**Try it**
Your response should contain every line from the data below that holds the string "iter".

───── Data for the task ─────

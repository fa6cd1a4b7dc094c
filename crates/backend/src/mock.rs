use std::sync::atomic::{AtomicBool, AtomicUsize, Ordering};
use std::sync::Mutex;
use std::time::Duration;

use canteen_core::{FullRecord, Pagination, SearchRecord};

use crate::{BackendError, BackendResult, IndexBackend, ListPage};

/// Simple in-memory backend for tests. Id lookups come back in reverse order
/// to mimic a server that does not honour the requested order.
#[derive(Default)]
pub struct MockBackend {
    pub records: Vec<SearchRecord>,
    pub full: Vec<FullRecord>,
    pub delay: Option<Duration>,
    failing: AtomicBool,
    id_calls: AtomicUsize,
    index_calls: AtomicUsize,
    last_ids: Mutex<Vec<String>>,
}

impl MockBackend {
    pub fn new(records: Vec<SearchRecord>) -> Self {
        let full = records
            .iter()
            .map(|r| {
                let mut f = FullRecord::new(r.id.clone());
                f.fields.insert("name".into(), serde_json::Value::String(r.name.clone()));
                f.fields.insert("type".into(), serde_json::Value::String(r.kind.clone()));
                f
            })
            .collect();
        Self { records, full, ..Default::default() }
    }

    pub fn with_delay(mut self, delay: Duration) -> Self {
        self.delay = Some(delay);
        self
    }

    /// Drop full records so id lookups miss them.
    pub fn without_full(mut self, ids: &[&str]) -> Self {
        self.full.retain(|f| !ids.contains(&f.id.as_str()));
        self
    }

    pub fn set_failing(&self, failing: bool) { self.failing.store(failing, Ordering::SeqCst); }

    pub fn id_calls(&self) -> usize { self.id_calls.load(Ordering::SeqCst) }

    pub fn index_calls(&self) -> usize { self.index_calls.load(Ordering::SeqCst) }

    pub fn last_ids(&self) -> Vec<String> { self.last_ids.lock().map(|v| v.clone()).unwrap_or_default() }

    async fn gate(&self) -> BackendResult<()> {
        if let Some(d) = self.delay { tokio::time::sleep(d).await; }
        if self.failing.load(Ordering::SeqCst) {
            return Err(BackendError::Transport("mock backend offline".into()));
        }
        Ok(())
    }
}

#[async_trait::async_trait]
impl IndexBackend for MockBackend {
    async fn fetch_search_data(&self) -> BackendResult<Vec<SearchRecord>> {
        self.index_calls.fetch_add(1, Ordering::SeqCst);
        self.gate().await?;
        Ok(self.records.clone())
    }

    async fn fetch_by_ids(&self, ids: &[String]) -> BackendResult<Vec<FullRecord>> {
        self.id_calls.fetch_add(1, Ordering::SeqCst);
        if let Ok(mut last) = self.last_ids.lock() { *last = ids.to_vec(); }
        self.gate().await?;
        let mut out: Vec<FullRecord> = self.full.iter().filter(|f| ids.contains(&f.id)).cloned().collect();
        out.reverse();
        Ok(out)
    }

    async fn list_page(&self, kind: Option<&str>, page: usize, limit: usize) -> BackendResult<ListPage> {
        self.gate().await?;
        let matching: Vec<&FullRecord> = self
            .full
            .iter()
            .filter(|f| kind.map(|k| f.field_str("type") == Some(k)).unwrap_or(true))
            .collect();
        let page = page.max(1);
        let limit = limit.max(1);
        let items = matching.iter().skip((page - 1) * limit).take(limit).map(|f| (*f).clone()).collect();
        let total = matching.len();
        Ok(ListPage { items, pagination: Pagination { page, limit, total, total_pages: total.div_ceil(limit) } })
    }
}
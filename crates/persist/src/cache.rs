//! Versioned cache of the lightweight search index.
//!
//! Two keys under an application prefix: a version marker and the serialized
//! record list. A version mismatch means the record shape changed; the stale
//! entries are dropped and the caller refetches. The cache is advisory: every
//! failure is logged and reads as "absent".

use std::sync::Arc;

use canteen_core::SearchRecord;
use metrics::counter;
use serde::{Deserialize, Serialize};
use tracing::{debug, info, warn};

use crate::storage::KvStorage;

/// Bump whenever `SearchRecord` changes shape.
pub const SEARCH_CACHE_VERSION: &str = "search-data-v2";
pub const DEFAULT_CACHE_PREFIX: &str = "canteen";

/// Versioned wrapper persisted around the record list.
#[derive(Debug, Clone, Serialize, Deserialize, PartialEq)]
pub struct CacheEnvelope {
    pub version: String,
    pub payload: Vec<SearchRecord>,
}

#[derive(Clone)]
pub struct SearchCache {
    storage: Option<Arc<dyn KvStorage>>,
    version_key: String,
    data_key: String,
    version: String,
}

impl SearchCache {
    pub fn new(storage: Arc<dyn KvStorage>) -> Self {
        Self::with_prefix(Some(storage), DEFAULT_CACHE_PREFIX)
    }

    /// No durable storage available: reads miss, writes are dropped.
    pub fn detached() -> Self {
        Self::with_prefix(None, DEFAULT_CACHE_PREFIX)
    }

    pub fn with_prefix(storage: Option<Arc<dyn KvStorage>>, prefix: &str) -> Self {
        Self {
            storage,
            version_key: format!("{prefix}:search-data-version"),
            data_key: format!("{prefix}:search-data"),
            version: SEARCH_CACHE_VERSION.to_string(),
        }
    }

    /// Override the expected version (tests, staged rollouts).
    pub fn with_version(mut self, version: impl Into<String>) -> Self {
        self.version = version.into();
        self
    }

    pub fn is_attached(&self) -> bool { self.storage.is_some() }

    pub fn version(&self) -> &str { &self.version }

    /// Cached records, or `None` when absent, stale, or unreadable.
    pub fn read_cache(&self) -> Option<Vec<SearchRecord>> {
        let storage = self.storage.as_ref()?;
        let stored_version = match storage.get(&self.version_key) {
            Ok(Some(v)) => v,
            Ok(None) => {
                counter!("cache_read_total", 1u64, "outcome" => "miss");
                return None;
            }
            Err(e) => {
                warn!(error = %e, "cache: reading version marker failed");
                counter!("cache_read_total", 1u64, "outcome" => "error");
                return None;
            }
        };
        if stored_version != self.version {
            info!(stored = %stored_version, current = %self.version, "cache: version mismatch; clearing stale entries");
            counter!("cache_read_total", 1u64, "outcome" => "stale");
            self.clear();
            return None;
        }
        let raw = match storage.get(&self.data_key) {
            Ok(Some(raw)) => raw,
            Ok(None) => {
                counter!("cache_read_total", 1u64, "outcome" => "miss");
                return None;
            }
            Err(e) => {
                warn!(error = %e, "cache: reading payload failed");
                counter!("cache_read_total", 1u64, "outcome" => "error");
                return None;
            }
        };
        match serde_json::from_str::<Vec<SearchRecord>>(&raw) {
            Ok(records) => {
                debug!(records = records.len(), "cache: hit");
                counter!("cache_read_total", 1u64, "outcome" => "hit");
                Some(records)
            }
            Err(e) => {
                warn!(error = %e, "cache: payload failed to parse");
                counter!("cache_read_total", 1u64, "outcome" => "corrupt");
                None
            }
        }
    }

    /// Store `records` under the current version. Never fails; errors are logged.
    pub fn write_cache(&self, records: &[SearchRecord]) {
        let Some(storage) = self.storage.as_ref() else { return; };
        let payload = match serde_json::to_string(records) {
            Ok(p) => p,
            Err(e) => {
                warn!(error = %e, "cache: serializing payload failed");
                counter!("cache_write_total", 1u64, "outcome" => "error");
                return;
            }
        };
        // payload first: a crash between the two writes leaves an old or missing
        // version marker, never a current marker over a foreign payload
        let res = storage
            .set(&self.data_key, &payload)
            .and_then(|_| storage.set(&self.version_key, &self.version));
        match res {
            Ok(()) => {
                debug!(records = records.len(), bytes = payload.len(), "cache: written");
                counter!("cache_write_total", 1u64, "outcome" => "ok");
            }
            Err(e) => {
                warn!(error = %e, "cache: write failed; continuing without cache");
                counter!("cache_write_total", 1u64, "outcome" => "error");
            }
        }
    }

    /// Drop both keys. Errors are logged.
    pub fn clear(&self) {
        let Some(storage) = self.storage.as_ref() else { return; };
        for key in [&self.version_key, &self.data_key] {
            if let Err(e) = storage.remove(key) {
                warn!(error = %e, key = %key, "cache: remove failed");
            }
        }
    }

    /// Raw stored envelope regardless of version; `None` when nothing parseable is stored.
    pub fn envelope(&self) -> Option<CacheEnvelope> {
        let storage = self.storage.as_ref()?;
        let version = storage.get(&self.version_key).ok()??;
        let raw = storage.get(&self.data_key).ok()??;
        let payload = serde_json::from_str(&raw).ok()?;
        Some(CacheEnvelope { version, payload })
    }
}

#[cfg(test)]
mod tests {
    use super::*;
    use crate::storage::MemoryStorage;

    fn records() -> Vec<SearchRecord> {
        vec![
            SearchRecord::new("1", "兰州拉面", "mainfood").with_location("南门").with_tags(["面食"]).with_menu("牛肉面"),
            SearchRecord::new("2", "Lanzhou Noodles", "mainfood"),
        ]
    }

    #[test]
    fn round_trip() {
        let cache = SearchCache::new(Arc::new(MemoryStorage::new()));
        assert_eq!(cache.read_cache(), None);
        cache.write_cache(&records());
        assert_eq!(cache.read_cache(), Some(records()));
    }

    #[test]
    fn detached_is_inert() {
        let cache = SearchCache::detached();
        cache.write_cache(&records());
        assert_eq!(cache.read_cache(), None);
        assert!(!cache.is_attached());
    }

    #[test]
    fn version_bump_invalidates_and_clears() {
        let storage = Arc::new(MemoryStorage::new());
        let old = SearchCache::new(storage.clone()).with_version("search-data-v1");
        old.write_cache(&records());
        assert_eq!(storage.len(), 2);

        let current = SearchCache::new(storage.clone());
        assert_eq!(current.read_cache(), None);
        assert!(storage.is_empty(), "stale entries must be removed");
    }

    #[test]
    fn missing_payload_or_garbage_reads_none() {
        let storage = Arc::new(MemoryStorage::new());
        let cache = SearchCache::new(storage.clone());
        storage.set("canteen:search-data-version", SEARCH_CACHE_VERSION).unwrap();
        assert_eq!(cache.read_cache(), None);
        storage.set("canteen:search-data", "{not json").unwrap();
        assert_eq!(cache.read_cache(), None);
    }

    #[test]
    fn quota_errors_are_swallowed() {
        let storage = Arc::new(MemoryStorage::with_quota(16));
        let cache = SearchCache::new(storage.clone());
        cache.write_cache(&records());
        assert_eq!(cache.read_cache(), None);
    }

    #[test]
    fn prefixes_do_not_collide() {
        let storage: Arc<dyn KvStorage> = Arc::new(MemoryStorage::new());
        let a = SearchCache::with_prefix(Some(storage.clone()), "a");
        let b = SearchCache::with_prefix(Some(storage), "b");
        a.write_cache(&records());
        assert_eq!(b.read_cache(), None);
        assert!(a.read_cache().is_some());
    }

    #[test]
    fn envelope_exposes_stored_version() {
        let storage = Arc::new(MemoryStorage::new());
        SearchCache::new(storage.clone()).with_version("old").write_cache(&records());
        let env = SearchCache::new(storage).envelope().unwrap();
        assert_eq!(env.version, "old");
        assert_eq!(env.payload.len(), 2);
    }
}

─────

**Your response**
            .iter()
        let mut out: Vec<FullRecord> = self.full.iter().filter(|f| ids.contains(&f.id)).cloned().collect();
            .iter()
        let items = matching.iter().skip((page - 1) * limit).take(limit).map(|f| (*f).clone()).collect();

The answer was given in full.